Le marqueur des spécificités de notre modèle économique et social est là, résultat de l’incapacité à trouver l’équilibre entre la Liberté et l’Égalité héritées toutes deux de 1789 et qui, dans un débat sans fin, vont s’affirmer l’une comme de l’autre, jusqu’à la caricature, en se satisfaisant du recours permanent à l’État qui trouvait à prospérer en se qualifiant de Providence.
Le modèle s’est construit, forçant l’État à se faire régulateur après production. L’État a oublié qu’il devait être régulateur avant production en garantissant l’égalité des chances et non pas seulement en s’efforçant à une forme d’obligation morale qui s’est parée des vertus de la redistribution.
Dans ce mouvement, à l’oublié Dupont-White il faut en ajouter un autre : Léon Walras (1834-1910). Walras qui, cherchant à faire la synthèse des parties vraies du libéralisme et des parties vraies du socialisme, théorisait un « socialisme scientifique, libéral et humanitaire ». Le synthétisme de Walras ne prospèrera pas, certainement marqué trop libéral alors qu’il faisait de la question sociale un objet de l’économie politique.
En choisissant de ne pas oser choisir, le modèle français a accepté cette forme de despotisme démocratique qui conduit à « réunir tous les pouvoirs publics dans les seules mains [de l’État] et à pénétrer plus habituellement et plus profondément dans le cercle des intérêts privés » (Tocqueville, De la démocratie en Amérique). Dupont- White l’avait vu, le progrès, en offrant des nouveautés morales, économiques et politiques a fait s’étendre le champ de l’action publique. Dans le souci d’être présent aux côtés de l’individu l’État donne la pleine mesure de sa capacité à intervenir comme un secours, parfois jusqu’à la caricature en offrant, aujourd’hui, l’accès subventionné à des réparateurs d’appareils électroménagers agrées.
Caricature parce que cette disposition de la loi Anti-gaspillage pour une économie circulaire fait bien davantage l’actualité que ne le fait la liste des communes dont l’action en matière d’urbanisme et la politique d’aménagement doivent être adaptées aux phénomènes d’érosion du littoral !
Une caricature qui illustre comment les nouveautés morales, économiques et politiques ont participé à substituer, progressivement, l’individu au citoyen en entretenant le mouvement d’étatisation.
Le modèle français s’affirme néolibéral, toujours davantage cotonneux, servi par un État qui se fait État-Nounou.
La mécanique s’auto-entretient. Les réponses de l’État, que l’on dit toujours insuffisantes, appellent d’autres sollicitations ; le mal est devenu endogène.

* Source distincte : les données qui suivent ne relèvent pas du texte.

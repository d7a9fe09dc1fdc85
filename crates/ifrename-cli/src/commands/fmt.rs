//! Fmt command implementation.

use anyhow::Result;
use ifrename_core::TracingSink;
use std::path::Path;

/// Runs the fmt command.
///
/// Parse and serialize diagnostics go to the tracing subscriber, keeping
/// stdout for the rules text.
pub fn run(path: &Path, write: bool, header: bool) -> Result<()> {
    let mut sink = TracingSink;
    let rules = super::load(path, &mut sink)?;

    if write {
        rules.save(header, &mut sink).map_err(super::render)?;
        tracing::info!("Rewrote {}", path.display());
    } else {
        print!("{}", rules.write(header, &mut sink));
    }

    Ok(())
}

Les symptômes, sur lesquels on s’affaire, ne sont pas la cause du mal. Les réformes qui visent le modèle économique et social oublient la réforme de l’action publique, action publique qui a sa part dans ce mal français.
En feignant d’ignorer les causes du mal, en acceptant l’impossible réforme de l’action publique, l’État, aujourd’hui Nounou, après avoir été Providence faute de n’avoir pu s’affirmer stratège, finira État-pourboire en s’épuisant à répondre à chacune ces « petites associations privées qui, chez les peuples démocratiques, se forment au milieu de la grande société politique » (Tocqueville, encore).
L’impossible équation entre Liberté et Égalité, cet incurable débat entre Droite et Gauche, selon la formule du Professeur Jean-Jacques Chevalier, fait aujourd’hui porter le débat sur les 1% et les français vivant sous le seuil de pauvreté et ne plus rien voir d’autre que le « prendre aux riches » qui, traduit en termes de politique publique, devient « prélèvements obligatoires ». De ce mauvais débat il faut craindre deux choses. La première c’est l’oubli de la classe moyenne qui subit, en même temps déqualification professionnelle, économique et sociale ; la seconde c’est l’abandon de la valeur travail.
Il est urgent, à ce moment de transitions multiples, démographique, énergétique, formes de l’emploi et peut-être aussi démocratique, que l’État cesse de s’éparpiller pour revenir à ses fonctions régaliennes et de régulation ex anted’incitation des acteurs économiques et sociaux à la responsabilité.
L’universalité de l’action de l’État, qui s’est illustrée par les boucliers inflation non ciblés est une voie d’impasse : ces mesures n’apportent de solution ni à la compétitivité de l’économie nationale ni au pouvoir d’achat, ce sont des actions du moment qui, parce qu’elles sont une marche supplémentaire, engagent à faire plus.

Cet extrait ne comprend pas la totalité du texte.